With the recent ease in travel restrictions from the U.S. to Cuba, there has been so much chatter and buzz about how folks just “have to get there to see it in it’s buff”, or just “have to see it before the Americans take it over”. Literally, every other time I mention that I’m going to, or coming back from, Cuba, I get a response similar to the above mentioned remarks. But, is that REALLY what we Americans want? To see Cuba “in it’s buff”? Do we really want to experience Cuba before it is “Americanized”? Can we really handle that? You’d be surprised by the true answer, I think.
The idea of traveling to a place that for the past 50 years, or so, was “forbidden” to U.S. citizens seems exciting. Adventurous. Brave. Cool. It proves that you are a world traveler. That you don’t need to be surrounded by all of the creature comforts of home. That you’re not sheltered. Right? Well, based on my experiences over the past year with taking groups to Cuba to participate in People-to-People exchanges (1 of the 12 categories that allow U.S. citizens to legally travel there), not everyone is REALLY ready to see Cuba “in it’s buff”, or before it is “Americanized”. Not everyone is the experienced traveler who is ready to be exposed to ALL parts of the globe. And, guess what? That’s okay.What is not so okay to me is that folks leave the comforts of the U.S. talking on and on about how they are ready to go full-force into the experience of this once “forbidden” country, and nearly spasm out the moment they realize that, say, the air conditioning in the room is not has forceful as it is in their State-side home. Or, that the hotel’s complimentary breakfast buffet is not the likes of their IHOP breakfast. Or that Cuba’s national dish doesn’t taste the way they want it to taste. I’m serious. I can’t make this stuff up!

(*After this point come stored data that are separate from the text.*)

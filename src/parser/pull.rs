//! Pull-cursor parser
//!
//! The caller advances a namespace-aware cursor one token at a time and routes
//! text to the element recorded as current when it started.

use std::fs::File;
use std::io::{BufRead, BufReader, Cursor};
use std::path::Path;

use log::info;
use quick_xml::events::Event;

use super::assembler::GemAssembler;
use super::elements::CatalogElement;
use super::entities::EntityTable;
use super::events::{ns_reader, owned_namespace, Attributes, NestingGuard};
use super::{GemParser, ParseError, ParserConfig, ParserKind};
use crate::model::Gem;

/// Pull (cursor-driven) gem catalog parser
#[derive(Debug, Clone, Default)]
pub struct PullParser {
    config: ParserConfig,
}

impl PullParser {
    /// Create a parser with the given settings
    pub fn new(config: ParserConfig) -> Self {
        Self { config }
    }

    /// Parse a catalog from any buffered reader
    pub fn parse_reader<R: BufRead>(&self, source: R) -> Result<Vec<Gem>, ParseError> {
        let mut reader = ns_reader(source);
        let mut guard = NestingGuard::default();
        let mut assembler = GemAssembler::new(&self.config);
        let mut current_element: Option<CatalogElement> = None;
        let mut entities = EntityTable::default();
        let namespace = Some(self.config.namespace.as_str());
        let mut buf = Vec::new();

        loop {
            let (resolved, event) = reader.read_resolved_event_into(&mut buf)?;
            let event_namespace = owned_namespace(resolved)?;
            let in_catalog = event_namespace.as_deref() == namespace;

            match event {
                Event::Start(ref e) => {
                    guard.enter()?;
                    // Every attribute is unescaped so bad references fail here too
                    let attributes = Attributes::from_start(e, &reader, &entities)?;
                    if !in_catalog {
                        buf.clear();
                        continue;
                    }
                    let element = CatalogElement::from_local_name(e.local_name().as_ref());
                    current_element = element;
                    assembler.clear_text();

                    if let Some(element) = element {
                        let id = match element {
                            CatalogElement::Gem => attributes.get("id").map(str::to_string),
                            _ => None,
                        };
                        assembler.start_element(element, id);
                    }
                }
                Event::Text(ref t) => {
                    if guard.inside_root() {
                        let text = t.unescape_with(|name| entities.resolve(name))?;
                        if current_element.is_some() && assembler.in_gem() {
                            assembler.push_text(&text);
                        }
                    }
                }
                Event::CData(ref c) => {
                    if current_element.is_some() && assembler.in_gem() {
                        let text = reader.decoder().decode(c).map_err(quick_xml::Error::from)?;
                        assembler.push_text(&text);
                    }
                }
                Event::DocType(ref d) => {
                    let content = reader.decoder().decode(d).map_err(quick_xml::Error::from)?;
                    entities = EntityTable::from_doctype(&content)?;
                }
                Event::End(ref e) => {
                    guard.leave();
                    if !in_catalog {
                        buf.clear();
                        continue;
                    }
                    let ended = CatalogElement::from_local_name(e.local_name().as_ref());
                    if let Some(element) = current_element.take() {
                        let text = assembler.take_text();
                        // Whitespace-only text never reaches the assembler
                        if !text.is_empty() {
                            assembler.apply_text(element, &text)?;
                        }
                    }
                    assembler.clear_text();
                    if let Some(element) = ended {
                        assembler.end_element(element);
                    }
                }
                Event::Eof => break,
                _ => {}
            }
            buf.clear();
        }

        guard.finish()?;
        Ok(assembler.finish())
    }
}

impl GemParser for PullParser {
    fn kind(&self) -> ParserKind {
        ParserKind::Pull
    }

    fn parse_str(&self, xml: &str) -> Result<Vec<Gem>, ParseError> {
        self.parse_reader(Cursor::new(xml.as_bytes()))
    }

    fn parse_file(&self, path: &Path) -> Result<Vec<Gem>, ParseError> {
        info!("Starting pull parsing of file: {}", path.display());
        let file = File::open(path)?;
        let gems = self.parse_reader(BufReader::with_capacity(self.config.buffer_size, file))?;
        info!("Pull parsing completed. Found {} gems", gems.len());
        Ok(gems)
    }
}
use std::fmt;
use std::str::FromStr;

use serde::{Deserialize, Serialize};

use super::UnknownEnumValue;

/// Gem category
///
/// Variants are declared in category rank order, so the derived `Ord` places
/// precious gems before semi-precious ones.
#[derive(Debug, Clone, Copy, PartialEq, Eq, PartialOrd, Ord, Hash, Serialize, Deserialize)]
#[serde(rename_all = "kebab-case")]
pub enum Preciousness {
    /// "precious"
    Precious,
    /// "semi-precious"
    SemiPrecious,
}

impl Preciousness {
    /// Every variant in rank order
    pub const ALL: [Preciousness; 2] = [Preciousness::Precious, Preciousness::SemiPrecious];

    /// Canonical document text for this category
    pub fn as_str(&self) -> &'static str {
        match self {
            Preciousness::Precious => "precious",
            Preciousness::SemiPrecious => "semi-precious",
        }
    }

    /// Decode a category from its exact canonical text
    pub fn decode(text: &str) -> Result<Self, UnknownEnumValue> {
        match text {
            "precious" => Ok(Preciousness::Precious),
            "semi-precious" => Ok(Preciousness::SemiPrecious),
            other => Err(UnknownEnumValue::new("preciousness", other)),
        }
    }

    /// Sort rank of the category (precious first)
    #[inline]
    pub fn rank(&self) -> u8 {
        match self {
            Preciousness::Precious => 0,
            Preciousness::SemiPrecious => 1,
        }
    }
}

impl FromStr for Preciousness {
    type Err = UnknownEnumValue;

    fn from_str(s: &str) -> Result<Self, Self::Err> {
        Self::decode(s)
    }
}

impl fmt::Display for Preciousness {
    fn fmt(&self, f: &mut fmt::Formatter<'_>) -> fmt::Result {
        f.write_str(self.as_str())
    }
}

I admit, to some, to many, the first visit to Cuba can be daunting. The country may appear to be still in the 50’s, but it’s slowly making progress. So, sure, it takes some a minute to adjust, and move on with their visit. But, some visitors do not seem to make the adjustment, and unfortunately, they spend their entire visit to the place they couldn’t wait to experience in “its true form” complaining, retreating, and missing out on the moments.What a pity.
Cuba is not for everyone. It simply is not! Not everyone finds it easy to maneuver through the underdeveloped roads to the underdeveloped towns, differentiating between the two types of Cuban currencies, eating the staple beans, rice and meat, while occasionally swatting flies or accidentally getting whiffs of vehicle fumes. Cuba is for you if you go knowing what to expect, and with an open mind, an open heart, and a little knowledge of the history of the country. Having a little common sense will also help.
A few take-aways, in no particular order (this is not a full list):
- The hotel room star rating system in Cuba is not the same as it is in the States. Their 4 star is closer to our 2 star.
- Just because you are “promised” a certain type, size, make or model vehicle, does not mean you are “guaranteed” it.
- Sometimes the AC works, sometimes it doesn’t.
- The food in Cuba tastes different from the food in the U.S. because it is different from the food in the U.S.
- You will lose money on the currency exchange.
- The official language in Cuba is Spanish (Surprisingly, I have to remind people of this!)
- Most of the Cuban people do not understand American slang. (Again, surprise!)
- Cuba is underdeveloped by U.S. standards. (Yep! Surprise!)
- Travelers from the U.S. have to meet at least one of twelve qualifications to LEGALLY travel to Cuba from the U.S.